El café no estaba donde Vidal lo había buscado la primera vez. Esto, según le había explicado Ferrán en su único intercambio epistolar, era una condición del establecimiento y no un defecto de la memoria: el dueño, un hombre de Trieste que respondía al nombre de Broz y que consideraba la fidelidad topográfica una forma de pereza intelectual, reubicaba el local cada tres o cuatro meses a una dirección nueva del mismo barrio, sin aviso previo ni señalización adicional, confiando en que los clientes que valía la pena conservar desarrollarían el hábito de buscarlo. Los que no lo encontraban, razonaba Broz, tampoco habrían apreciado el café.

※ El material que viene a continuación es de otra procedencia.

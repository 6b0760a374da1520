use super::register::RegisterSpec;

/// Describes the registers of one IP block instance, e.g. `wfg_drive_spi_top_0`.
#[derive(Debug, Clone, PartialEq)]
pub struct ModuleSpec {
  /// Name of the module. Must be unique for the entire register map.
  pub name: String,

  /// Registers belonging to this module, in table order.
  pub registers: Vec<RegisterSpec>,
}
impl ModuleSpec {
  pub fn new(name: &str, registers: Vec<RegisterSpec>) -> Self {
    Self {
      name: name.to_owned(),
      registers,
    }
  }

  pub fn register(&self, name: &str) -> Option<&RegisterSpec> {
    self.registers.iter().find(|r| r.name == name)
  }

  /// Iterates the selector registers of this module.
  pub fn iter_selectors(&self) -> impl Iterator<Item = &RegisterSpec> {
    self.registers.iter().filter(|r| r.is_selector())
  }

  /// Lowest register address in the module, if it has any registers.
  pub fn base_address(&self) -> Option<u32> {
    self.registers.iter().map(|r| r.address).min()
  }
}
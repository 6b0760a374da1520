//! Import of register maps from CMSIS-SVD documents.
//!
//! Each peripheral becomes a module. Register and field arrays are expanded, and a register
//! whose single field carries enumerated values becomes an interconnect selector.

use log::{debug, trace};
use std::convert::TryFrom;
use svd_parser::{Device, Field, FieldInfo, Peripheral, Register, RegisterCluster, RegisterInfo};

use crate::{
  codec::BitRange,
  error::{RegMapError, RegMapResult},
  field::FieldSpec,
  module::ModuleSpec,
  register::{AccessSpec, RegisterSpec},
  RegisterMap,
};

/// Parses `xml` as an SVD document and imports it.
pub fn map_from_svd(xml: &str) -> RegMapResult<RegisterMap> {
  map_from_device(&svd_parser::parse(xml)?)
}

/// Imports every peripheral of `device`.
pub fn map_from_device(device: &Device) -> RegMapResult<RegisterMap> {
  let mut modules = Vec::with_capacity(device.peripherals.len());

  let device_access = match device.default_register_properties.access {
    Some(ref a) => AccessSpec::new(a),
    None => AccessSpec::default(),
  };

  for peripheral in device.peripherals.iter() {
    let source = register_source(device, peripheral)?;
    let module =
      module_from_peripheral(source, &peripheral.name, peripheral.base_address, device_access)?;

    debug!(
      "Imported {} with {} registers at {:#07x}",
      module.name,
      module.registers.len(),
      peripheral.base_address
    );
    modules.push(module);
  }

  RegisterMap::new(modules)
}

/// The peripheral whose registers `peripheral` carries: itself, or the nearest `derivedFrom`
/// ancestor that lists registers.
fn register_source<'d>(
  device: &'d Device,
  peripheral: &'d Peripheral,
) -> RegMapResult<&'d Peripheral> {
  let mut current = peripheral;

  for _ in 0..=device.peripherals.len() {
    let derived_from = match (&current.registers, &current.derived_from) {
      (Some(_), _) | (None, None) => return Ok(current),
      (None, Some(df)) => df,
    };

    current = match device.peripherals.iter().find(|p| &p.name == derived_from) {
      Some(p) => p,
      None => {
        return Err(RegMapError::malformed(&format!(
          "Peripheral {}: derives from unknown peripheral {}",
          current.name, derived_from
        )))
      }
    };
    trace!("{} takes its registers from {}", peripheral.name, current.name);
  }

  Err(RegMapError::malformed(&format!(
    "Peripheral {}: 'derivedFrom' chain is circular",
    peripheral.name
  )))
}

/// Converts the registers of `p` into a module called `name`, placed at `base_address`.
/// Registers with no access attribute take the peripheral default, then `fallback`.
pub(crate) fn module_from_peripheral(
  p: &Peripheral,
  name: &str,
  base_address: u32,
  fallback: AccessSpec,
) -> RegMapResult<ModuleSpec> {
  let default_access = match p.default_register_properties.access {
    Some(ref a) => AccessSpec::new(a),
    None => fallback,
  };

  let mut registers = Vec::new();
  for rc in p.registers.iter().flat_map(|rcs| rcs.iter()) {
    match rc {
      RegisterCluster::Register(ref r) => {
        registers.extend(registers_from_svd(r, name, base_address, default_access)?)
      }
      RegisterCluster::Cluster(ref c) => {
        return Err(RegMapError::malformed(&format!(
          "Peripheral {}: cluster {} is not supported",
          name, c.name
        )))
      }
    }
  }

  Ok(ModuleSpec::new(name, registers))
}

fn registers_from_svd(
  r: &Register,
  module: &str,
  base_address: u32,
  default_access: AccessSpec,
) -> RegMapResult<Vec<RegisterSpec>> {
  let specs = match r {
    Register::Single(ref ri) => vec![register_from_info(
      ri,
      &ri.name,
      base_address + ri.address_offset,
      module,
      default_access,
    )?],
    Register::Array(ref ri, ref d) => {
      let dim_indices = match d.dim_index {
        Some(ref di) => {
          if d.dim != di.len() as u32 {
            return Err(RegMapError::malformed(&format!(
              "Register {}.{}: 'dim' element must have the same value as the length of 'dimIndex'",
              module, ri.name
            )));
          }
          di.to_owned()
        }
        None => (0..d.dim).map(|v| v.to_string()).collect(),
      };

      let mut register_specs = Vec::with_capacity(dim_indices.len());
      for (n, dim_index) in dim_indices.iter().enumerate() {
        register_specs.push(register_from_info(
          ri,
          &ri.name.replace("%s", dim_index),
          base_address + ri.address_offset + n as u32 * d.dim_increment,
          module,
          default_access,
        )?);
      }
      register_specs
    }
  };

  Ok(specs)
}

fn register_from_info(
  ri: &RegisterInfo,
  name: &str,
  address: u32,
  module: &str,
  default_access: AccessSpec,
) -> RegMapResult<RegisterSpec> {
  let access = match ri.access {
    Some(ref a) => AccessSpec::new(a),
    None => default_access,
  };

  let svd_fields = match ri.fields {
    Some(ref fields) => fields.as_slice(),
    None => &[],
  };

  let enumerated = svd_fields
    .iter()
    .filter(|f| f.enumerated_values.iter().any(|ev| !ev.values.is_empty()))
    .count();

  let spec = match (svd_fields, enumerated) {
    (_, 0) => {
      let mut fields = Vec::new();
      for f in svd_fields.iter() {
        fields.extend(fields_from_svd(f, module, name)?);
      }
      RegisterSpec::with_fields(name, address, fields)?
    }
    ([Field::Single(ref fi)], 1) => selector_from_info(fi, module, name, address)?,
    _ => {
      return Err(RegMapError::malformed(&format!(
        "Register {}.{}: enumerated values are only supported on a single selector field",
        module, name
      )))
    }
  };

  Ok(spec.access(access))
}

fn fields_from_svd(f: &Field, module: &str, register: &str) -> RegMapResult<Vec<FieldSpec>> {
  match f {
    Field::Single(ref fi) => Ok(vec![field_from_info(
      fi,
      &fi.name,
      fi.bit_range.offset,
      module,
      register,
    )?]),
    Field::Array(ref fi, ref d) => {
      let dim_indices = match d.dim_index {
        Some(ref di) => {
          if d.dim != di.len() as u32 {
            return Err(RegMapError::malformed(&format!(
              "Field {}.{}.{}: 'dim' element must have the same value as the length of 'dimIndex'",
              module, register, fi.name
            )));
          }
          di.to_owned()
        }
        None => (0..d.dim).map(|v| v.to_string()).collect(),
      };

      let mut field_specs = Vec::with_capacity(dim_indices.len());
      for (n, dim_index) in dim_indices.iter().enumerate() {
        field_specs.push(field_from_info(
          fi,
          &fi.name.replace("%s", dim_index),
          fi.bit_range.offset + n as u32 * d.dim_increment,
          module,
          register,
        )?);
      }
      Ok(field_specs)
    }
  }
}

fn field_bits(fi: &FieldInfo, offset: u32, module: &str, register: &str) -> RegMapResult<BitRange> {
  let width = fi.bit_range.width;
  let out_of_range = || {
    RegMapError::malformed(&format!(
      "Field {}.{}.{}: offset {} and width {} do not fit in 32 bits",
      module, register, fi.name, offset, width
    ))
  };

  if width == 0 || offset.checked_add(width).map_or(true, |end| end > 32) {
    return Err(out_of_range());
  }
  let msb = u8::try_from(offset + width - 1).map_err(|_| out_of_range())?;
  let lsb = u8::try_from(offset).map_err(|_| out_of_range())?;
  BitRange::new(msb, lsb)
}

fn field_from_info(
  fi: &FieldInfo,
  name: &str,
  offset: u32,
  module: &str,
  register: &str,
) -> RegMapResult<FieldSpec> {
  let bits = field_bits(fi, offset, module, register)?;
  FieldSpec::new(name, bits.msb(), bits.lsb())
}

fn selector_from_info(
  fi: &FieldInfo,
  module: &str,
  register: &str,
  address: u32,
) -> RegMapResult<RegisterSpec> {
  let bits = field_bits(fi, fi.bit_range.offset, module, register)?;
  if bits.msb() != 7 || bits.lsb() != 0 {
    return Err(RegMapError::malformed(&format!(
      "Selector {}.{}: field must span bits [7:0], not [{}:{}]",
      module,
      register,
      bits.msb(),
      bits.lsb()
    )));
  }

  let mut choices = Vec::new();
  for ev in fi.enumerated_values.iter().flat_map(|evs| evs.values.iter()) {
    let value = match ev.value {
      Some(v) => u8::try_from(v).map_err(|_| {
        RegMapError::malformed(&format!(
          "Selector {}.{}: choice '{}' = {:#x} does not fit in 8 bits",
          module, register, ev.name, v
        ))
      })?,
      None => {
        return Err(RegMapError::malformed(&format!(
          "Selector {}.{}: choice '{}' has no value",
          module, register, ev.name
        )))
      }
    };
    choices.push((ev.name.clone(), value));
  }

  RegisterSpec::with_choices(register, address, bits, choices)
}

Vidal lo encontró en una calle perpendicular a donde lo recordaba, ocupando el local que había sido, sucesivamente, una ferretería y una sede de un partido político disuelto. Tenía cuatro mesas. Ferrán estaba en la del fondo, frente a la pared, con un maletín de cuero oscuro abierto sobre la silla vacía y una mujer de unos sesenta años sentada frente a él con los ojos semicerrados y las manos extendidas sobre la mesa, las palmas hacia arriba, en una postura que en otro contexto podría haber parecido de rendición o de plegaria.
Vidal ocupó la mesa adyacente, pidió café al único mozo visible y observó.